The records follow. Filter them to the lines that hold "AppState".
·····
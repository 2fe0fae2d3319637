//! Main application component

use dioxus::prelude::*;

use everynote_core::{Screen, Session};

use crate::state::{AppState, Storage};
use crate::theme::PALETTE;
use crate::views::{Home, Login};

/// Root application component.
///
/// Restores the signed-in user once and picks the screen from it.
#[component]
pub fn App() -> Element {
    let storage = use_context::<Storage>();
    let session = use_signal(move || Session::restore(storage));

    use_context_provider(|| AppState { session });

    let screen = session.read().screen();
    let colors = &PALETTE;

    rsx! {
        div {
            class: "app-container",
            style: "
                min-height: 100vh;
                font-family: system-ui, -apple-system, sans-serif;
                background: {colors.bg_gradient};
                color: {colors.text_primary};
            ",

            match screen {
                Screen::Login => rsx! { Login {} },
                Screen::Home => rsx! { Home {} },
            }
        }
    }
}
//! Mock sign-in providers.
//!
//! There is no identity backend. Google sign-in fabricates a fixed demo
//! user; Apple sign-in is not available yet.

use std::fmt;

use thiserror::Error;

use crate::models::User;

const DEMO_NAME: &str = "John Doe";
const DEMO_EMAIL: &str = "john.doe@gmail.com";
const DEMO_AVATAR: &str =
    "https://images.unsplash.com/photo-1472099645785-5658abf4ff4e?w=40&h=40&fit=crop&crop=face";

/// Sign-in buttons offered on the login screen
#[derive(Debug, Clone, Copy, PartialEq, Eq)]
pub enum LoginProvider {
    Google,
    Apple,
}

impl LoginProvider {
    /// Button caption
    #[must_use]
    pub const fn button_label(self) -> &'static str {
        match self {
            Self::Google => "Log In with Google",
            Self::Apple => "Log In with Apple",
        }
    }
}

impl fmt::Display for LoginProvider {
    fn fmt(&self, f: &mut fmt::Formatter<'_>) -> fmt::Result {
        match self {
            Self::Google => f.write_str("Google"),
            Self::Apple => f.write_str("Apple"),
        }
    }
}

#[derive(Debug, Error)]
pub enum AuthError {
    #[error("{0} login coming soon!")]
    NotImplemented(LoginProvider),
    #[error(transparent)]
    Storage(#[from] crate::error::Error),
}

pub type AuthResult<T> = Result<T, AuthError>;

/// The fixed identity produced by the mock Google sign-in
#[must_use]
pub fn demo_user() -> User {
    User::new(DEMO_NAME, DEMO_EMAIL).with_avatar(DEMO_AVATAR)
}

/// Resolve the identity a provider signs in as.
pub fn sign_in(provider: LoginProvider) -> AuthResult<User> {
    match provider {
        LoginProvider::Google => Ok(demo_user()),
        LoginProvider::Apple => Err(AuthError::NotImplemented(provider)),
    }
}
·····
**Problem solution**
use crate::state::{AppState, Storage};
    use_context_provider(|| AppState { session });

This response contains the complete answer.